*INPUT DATA:*
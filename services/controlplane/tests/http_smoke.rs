mod common;

use axum::http::StatusCode;
use common::{read_json, test_state};
use controlplane::app::build_router;
use http_helpers::{get_request, json_request};
use tower::ServiceExt;

const VALID_PROTO: &str = r#"syntax = "proto3"; message Order { string id = 1; }"#;

async fn app() -> axum::routing::RouterIntoService<axum::body::Body, ()> {
    build_router(test_state().await).into_service()
}

#[tokio::test]
async fn status_endpoint_reports_ok() {
    let app = app().await;
    let response = app.clone().oneshot(get_request("/api/status")).await.expect("status");
    assert_eq!(response.status(), StatusCode::OK);
    let payload = read_json(response).await;
    assert_eq!(payload["status"], "ok");
}

#[tokio::test]
async fn schema_crud_and_version_flow() {
    let app = app().await;

    let create = json_request(
        "POST",
        "/api/schemas/createNewSchema",
        serde_json::json!({
            "name": "orders_schema",
            "type": "protobuf",
            "schema_content": VALID_PROTO,
            "message_struct_name": "Order",
            "tags": [{"name": "billing", "color": "blue"}]
        }),
    );
    let response = app.clone().oneshot(create).await.expect("create");
    assert_eq!(response.status(), StatusCode::OK);
    let payload = read_json(response).await;
    assert_eq!(payload["name"], "orders_schema");

    // Same name again is a showable conflict.
    let duplicate = json_request(
        "POST",
        "/api/schemas/createNewSchema",
        serde_json::json!({
            "name": "ORDERS_SCHEMA",
            "type": "protobuf",
            "schema_content": VALID_PROTO,
            "message_struct_name": "Order"
        }),
    );
    let response = app.clone().oneshot(duplicate).await.expect("duplicate");
    assert_eq!(response.status().as_u16(), 666);

    let list = app
        .clone()
        .oneshot(get_request("/api/schemas/getAllSchemas"))
        .await
        .expect("list");
    assert_eq!(list.status(), StatusCode::OK);
    let payload = read_json(list).await;
    let items = payload.as_array().unwrap();
    assert_eq!(items.len(), 1);
    assert_eq!(items[0]["active_version_number"], 1);
    assert_eq!(items[0]["used"], false);
    assert_eq!(items[0]["tags"][0]["name"], "billing");

    let new_version = json_request(
        "POST",
        "/api/schemas/createNewVersion",
        serde_json::json!({
            "schema_name": "orders_schema",
            "schema_content": VALID_PROTO,
            "message_struct_name": "Order"
        }),
    );
    let response = app.clone().oneshot(new_version).await.expect("version");
    assert_eq!(response.status(), StatusCode::OK);
    let payload = read_json(response).await;
    assert_eq!(payload["versions"].as_array().unwrap().len(), 2);

    let rollback = json_request(
        "POST",
        "/api/schemas/rollBackVersion",
        serde_json::json!({
            "schema_name": "orders_schema",
            "version_number": 2
        }),
    );
    let response = app.clone().oneshot(rollback).await.expect("rollback");
    assert_eq!(response.status(), StatusCode::OK);
    let payload = read_json(response).await;
    let active: Vec<u64> = payload["versions"]
        .as_array()
        .unwrap()
        .iter()
        .filter(|version| version["active"] == true)
        .map(|version| version["version_number"].as_u64().unwrap())
        .collect();
    assert_eq!(active, vec![2]);

    let details = json_request(
        "POST",
        "/api/schemas/getSchemaDetails",
        serde_json::json!({"schema_name": "orders_schema"}),
    );
    let response = app.clone().oneshot(details).await.expect("details");
    assert_eq!(response.status(), StatusCode::OK);

    let missing = json_request(
        "POST",
        "/api/schemas/getSchemaDetails",
        serde_json::json!({"schema_name": "ghost"}),
    );
    let response = app.clone().oneshot(missing).await.expect("missing");
    assert_eq!(response.status(), StatusCode::NOT_FOUND);
}

#[tokio::test]
async fn schema_validation_statuses() {
    let app = app().await;

    let valid = json_request(
        "POST",
        "/api/schemas/validateSchema",
        serde_json::json!({
            "type": "protobuf",
            "schema_content": VALID_PROTO,
            "message_struct_name": "Order"
        }),
    );
    let response = app.clone().oneshot(valid).await.expect("valid");
    assert_eq!(response.status(), StatusCode::OK);
    let payload = read_json(response).await;
    assert_eq!(payload["is_valid"], true);

    // A parse failure is the dedicated schema-validation status.
    let invalid = json_request(
        "POST",
        "/api/schemas/validateSchema",
        serde_json::json!({
            "type": "protobuf",
            "schema_content": "message {",
            "message_struct_name": "Order"
        }),
    );
    let response = app.clone().oneshot(invalid).await.expect("invalid");
    assert_eq!(response.status().as_u16(), 555);
    let payload = read_json(response).await;
    assert!(
        payload["message"]
            .as_str()
            .unwrap()
            .starts_with("Your proto file is invalid:")
    );

    // Recognized-but-unsupported is distinct from unknown.
    let avro = json_request(
        "POST",
        "/api/schemas/validateSchema",
        serde_json::json!({"type": "avro", "schema_content": "{}"}),
    );
    let response = app.clone().oneshot(avro).await.expect("avro");
    assert_eq!(response.status().as_u16(), 666);
    let payload = read_json(response).await;
    assert_eq!(payload["code"], "unsupported");

    let bogus = json_request(
        "POST",
        "/api/schemas/validateSchema",
        serde_json::json!({"type": "bogus", "schema_content": "{}"}),
    );
    let response = app.clone().oneshot(bogus).await.expect("bogus");
    assert_eq!(response.status().as_u16(), 666);
    let payload = read_json(response).await;
    assert_eq!(payload["code"], "unsupported_type");

    // Protobuf without a message struct name is a plain validation error.
    let unnamed = json_request(
        "POST",
        "/api/schemas/validateSchema",
        serde_json::json!({"type": "protobuf", "schema_content": VALID_PROTO}),
    );
    let response = app.clone().oneshot(unnamed).await.expect("unnamed");
    assert_eq!(response.status(), StatusCode::BAD_REQUEST);
}

#[tokio::test]
async fn name_boundaries_are_enforced() {
    let app = app().await;

    let too_long = "a".repeat(33);
    for bad_name in ["", too_long.as_str(), "Orders"] {
        let create = json_request(
            "POST",
            "/api/schemas/createNewSchema",
            serde_json::json!({
                "name": bad_name,
                "type": "protobuf",
                "schema_content": VALID_PROTO,
                "message_struct_name": "Order"
            }),
        );
        let response = app.clone().oneshot(create).await.expect("create");
        assert_eq!(response.status(), StatusCode::BAD_REQUEST, "name: {bad_name:?}");
    }
}

#[tokio::test]
async fn factory_and_station_flow() {
    let app = app().await;

    let create_factory = json_request(
        "POST",
        "/api/factories/createFactory",
        serde_json::json!({"name": "plant", "description": "primary"}),
    );
    let response = app.clone().oneshot(create_factory).await.expect("factory");
    assert_eq!(response.status(), StatusCode::OK);

    let create_station = json_request(
        "POST",
        "/api/stations/createStation",
        serde_json::json!({
            "name": "orders",
            "factory_name": "plant",
            "retention": {"type": "time", "value": 3600000},
            "storage_type": "file",
            "replicas": 1,
            "dedup_window_ms": 0
        }),
    );
    let response = app.clone().oneshot(create_station).await.expect("station");
    assert_eq!(response.status(), StatusCode::OK);

    // Station against a missing factory is rejected.
    let orphan_station = json_request(
        "POST",
        "/api/stations/createStation",
        serde_json::json!({
            "name": "billing",
            "factory_name": "ghost",
            "retention": {"type": "time", "value": 3600000},
            "storage_type": "file",
            "replicas": 1
        }),
    );
    let response = app.clone().oneshot(orphan_station).await.expect("orphan");
    assert_eq!(response.status(), StatusCode::NOT_FOUND);

    // Factory removal is refused while the station lives.
    let remove_factory = json_request(
        "POST",
        "/api/factories/removeFactory",
        serde_json::json!({"factory_name": "plant"}),
    );
    let response = app.clone().oneshot(remove_factory).await.expect("remove");
    assert_eq!(response.status().as_u16(), 666);

    // Bind a schema, check details, then remove the station.
    let create_schema = json_request(
        "POST",
        "/api/schemas/createNewSchema",
        serde_json::json!({
            "name": "orders_schema",
            "type": "protobuf",
            "schema_content": VALID_PROTO,
            "message_struct_name": "Order"
        }),
    );
    let response = app.clone().oneshot(create_schema).await.expect("schema");
    assert_eq!(response.status(), StatusCode::OK);

    let attach = json_request(
        "POST",
        "/api/stations/attachSchemaToStation",
        serde_json::json!({
            "station_name": "orders",
            "schema_name": "orders_schema",
            "version_number": 1
        }),
    );
    let response = app.clone().oneshot(attach).await.expect("attach");
    assert_eq!(response.status(), StatusCode::OK);

    let details = json_request(
        "POST",
        "/api/stations/getStationDetails",
        serde_json::json!({"station_name": "orders"}),
    );
    let response = app.clone().oneshot(details).await.expect("details");
    assert_eq!(response.status(), StatusCode::OK);
    let payload = read_json(response).await;
    assert_eq!(payload["schema_binding"]["schema_name"], "orders_schema");
    assert_eq!(payload["schema_binding"]["version_number"], 1);

    let attach_missing_version = json_request(
        "POST",
        "/api/stations/attachSchemaToStation",
        serde_json::json!({
            "station_name": "orders",
            "schema_name": "orders_schema",
            "version_number": 9
        }),
    );
    let response = app
        .clone()
        .oneshot(attach_missing_version)
        .await
        .expect("attach missing");
    assert_eq!(response.status(), StatusCode::NOT_FOUND);

    let detach = json_request(
        "POST",
        "/api/stations/detachSchemaFromStation",
        serde_json::json!({"station_name": "orders"}),
    );
    let response = app.clone().oneshot(detach).await.expect("detach");
    assert_eq!(response.status(), StatusCode::OK);

    let remove_station = json_request(
        "POST",
        "/api/stations/removeStation",
        serde_json::json!({"station_name": "orders"}),
    );
    let response = app.clone().oneshot(remove_station).await.expect("remove station");
    assert_eq!(response.status(), StatusCode::OK);

    // With its station gone the factory can be removed.
    let remove_factory = json_request(
        "POST",
        "/api/factories/removeFactory",
        serde_json::json!({"factory_name": "plant"}),
    );
    let response = app.clone().oneshot(remove_factory).await.expect("remove factory");
    assert_eq!(response.status(), StatusCode::OK);

    // Audit history survives the soft delete.
    let logs = json_request(
        "POST",
        "/api/auditlogs/getAuditLogsByStation",
        serde_json::json!({"station_name": "orders"}),
    );
    let response = app.clone().oneshot(logs).await.expect("logs");
    let payload = read_json(response).await;
    assert!(!payload.as_array().unwrap().is_empty());
}

#[tokio::test]
async fn tag_lifecycle_over_http() {
    let app = app().await;

    let create = json_request(
        "POST",
        "/api/tags/createTag",
        serde_json::json!({"name": "critical", "color": "red"}),
    );
    let response = app.clone().oneshot(create).await.expect("create");
    assert_eq!(response.status(), StatusCode::OK);
    let tag = read_json(response).await;

    let duplicate = json_request(
        "POST",
        "/api/tags/createTag",
        serde_json::json!({"name": "critical", "color": "blue"}),
    );
    let response = app.clone().oneshot(duplicate).await.expect("duplicate");
    assert_eq!(response.status().as_u16(), 666);

    let factory = json_request(
        "POST",
        "/api/factories/createFactory",
        serde_json::json!({"name": "plant"}),
    );
    let response = app.clone().oneshot(factory).await.expect("factory");
    let factory = read_json(response).await;
    let factory_id = factory["id"].as_str().unwrap();

    let attach = json_request(
        "POST",
        "/api/tags/attachTag",
        serde_json::json!({
            "name": "critical",
            "entity_kind": "factory",
            "entity_id": factory_id
        }),
    );
    let response = app.clone().oneshot(attach).await.expect("attach");
    assert_eq!(response.status(), StatusCode::OK);

    let by_entity = json_request(
        "POST",
        "/api/tags/getTagsByEntity",
        serde_json::json!({"entity_kind": "factory", "entity_id": factory_id}),
    );
    let response = app.clone().oneshot(by_entity).await.expect("by entity");
    let payload = read_json(response).await;
    assert_eq!(payload.as_array().unwrap().len(), 1);
    assert_eq!(payload[0]["id"], tag["id"]);

    let remove = json_request(
        "POST",
        "/api/tags/removeTag",
        serde_json::json!({"name": "critical"}),
    );
    let response = app.clone().oneshot(remove).await.expect("remove");
    assert_eq!(response.status(), StatusCode::OK);

    let by_entity = json_request(
        "POST",
        "/api/tags/getTagsByEntity",
        serde_json::json!({"entity_kind": "factory", "entity_id": factory_id}),
    );
    let response = app.clone().oneshot(by_entity).await.expect("by entity");
    let payload = read_json(response).await;
    assert!(payload.as_array().unwrap().is_empty());
}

*WHAT TO WORK ON:* Each line containing "controlplane" belongs in the answer; pick these out of the material and copy them.

*SOLUTION FOR THIS EXERCISE:*
filename services/controlplane/tests/http_smoke.rs
use controlplane::app::build_router;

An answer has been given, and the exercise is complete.